§ **WHAT NEEDS TO BE DONE**
Search the listing below for "Resource". Copy each matching line.

§ **RECORDS FOR THE TASK**
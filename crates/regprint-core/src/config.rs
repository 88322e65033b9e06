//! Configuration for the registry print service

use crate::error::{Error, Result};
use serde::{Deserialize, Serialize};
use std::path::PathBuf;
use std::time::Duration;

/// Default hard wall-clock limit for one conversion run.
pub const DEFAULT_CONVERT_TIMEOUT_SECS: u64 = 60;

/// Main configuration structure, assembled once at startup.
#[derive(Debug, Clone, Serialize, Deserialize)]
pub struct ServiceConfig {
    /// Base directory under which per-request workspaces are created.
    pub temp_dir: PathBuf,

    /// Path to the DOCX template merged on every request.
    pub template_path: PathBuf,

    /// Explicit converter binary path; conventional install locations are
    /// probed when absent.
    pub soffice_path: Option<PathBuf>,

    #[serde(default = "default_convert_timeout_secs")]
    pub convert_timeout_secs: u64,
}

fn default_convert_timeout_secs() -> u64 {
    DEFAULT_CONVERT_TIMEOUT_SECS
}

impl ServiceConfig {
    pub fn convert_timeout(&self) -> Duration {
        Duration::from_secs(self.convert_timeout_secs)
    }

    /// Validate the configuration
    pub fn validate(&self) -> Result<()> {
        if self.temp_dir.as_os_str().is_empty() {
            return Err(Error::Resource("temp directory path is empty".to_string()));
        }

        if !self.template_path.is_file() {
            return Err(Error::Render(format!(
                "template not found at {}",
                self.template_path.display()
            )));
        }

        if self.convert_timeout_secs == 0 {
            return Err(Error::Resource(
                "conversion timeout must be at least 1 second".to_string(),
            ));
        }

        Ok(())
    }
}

§ **EXERCISE RESPONSE**
            return Err(Error::Resource("temp directory path is empty".to_string()));
            return Err(Error::Resource(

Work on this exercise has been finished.